[Dataset items]
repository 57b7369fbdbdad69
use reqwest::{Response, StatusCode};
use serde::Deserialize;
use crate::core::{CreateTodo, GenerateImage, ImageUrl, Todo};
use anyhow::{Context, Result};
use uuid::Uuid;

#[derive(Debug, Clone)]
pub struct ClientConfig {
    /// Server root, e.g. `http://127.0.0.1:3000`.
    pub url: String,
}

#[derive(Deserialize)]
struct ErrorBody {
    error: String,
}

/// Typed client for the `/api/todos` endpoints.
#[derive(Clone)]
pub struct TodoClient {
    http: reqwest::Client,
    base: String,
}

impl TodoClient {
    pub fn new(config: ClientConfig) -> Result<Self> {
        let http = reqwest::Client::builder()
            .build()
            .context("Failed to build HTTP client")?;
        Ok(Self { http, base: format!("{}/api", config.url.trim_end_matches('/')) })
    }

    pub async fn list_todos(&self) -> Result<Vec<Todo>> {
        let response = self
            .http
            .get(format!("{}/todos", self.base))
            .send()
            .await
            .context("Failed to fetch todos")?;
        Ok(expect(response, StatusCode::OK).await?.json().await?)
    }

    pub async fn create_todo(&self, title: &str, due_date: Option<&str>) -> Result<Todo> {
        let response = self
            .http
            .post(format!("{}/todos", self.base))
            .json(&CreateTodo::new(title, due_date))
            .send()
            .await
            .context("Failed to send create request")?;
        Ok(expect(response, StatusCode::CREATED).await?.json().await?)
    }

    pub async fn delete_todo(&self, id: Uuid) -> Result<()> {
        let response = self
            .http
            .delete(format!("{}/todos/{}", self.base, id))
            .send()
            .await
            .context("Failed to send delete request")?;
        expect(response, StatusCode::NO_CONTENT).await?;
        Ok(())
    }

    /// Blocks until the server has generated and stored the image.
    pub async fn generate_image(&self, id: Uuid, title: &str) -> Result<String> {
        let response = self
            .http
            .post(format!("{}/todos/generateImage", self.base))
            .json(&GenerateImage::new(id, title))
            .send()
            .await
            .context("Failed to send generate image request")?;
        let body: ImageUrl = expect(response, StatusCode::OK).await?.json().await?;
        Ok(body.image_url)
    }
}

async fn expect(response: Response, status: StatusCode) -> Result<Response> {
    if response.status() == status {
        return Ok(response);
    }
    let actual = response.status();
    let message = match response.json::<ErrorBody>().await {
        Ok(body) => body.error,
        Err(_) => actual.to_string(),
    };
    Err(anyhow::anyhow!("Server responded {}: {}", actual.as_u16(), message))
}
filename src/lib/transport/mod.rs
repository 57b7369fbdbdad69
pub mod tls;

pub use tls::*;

Requirement: Transcribe each line of the data above, unaltered, from the one where "Ok(expect(response, StatusCode::OK).await?.json().await?)" appears to the one where "to send create" appears, inclusive of both.

Task solution:
        Ok(expect(response, StatusCode::OK).await?.json().await?)
    }

    pub async fn create_todo(&self, title: &str, due_date: Option<&str>) -> Result<Todo> {
        let response = self
            .http
            .post(format!("{}/todos", self.base))
            .json(&CreateTodo::new(title, due_date))
            .send()
            .await
            .context("Failed to send create request")?;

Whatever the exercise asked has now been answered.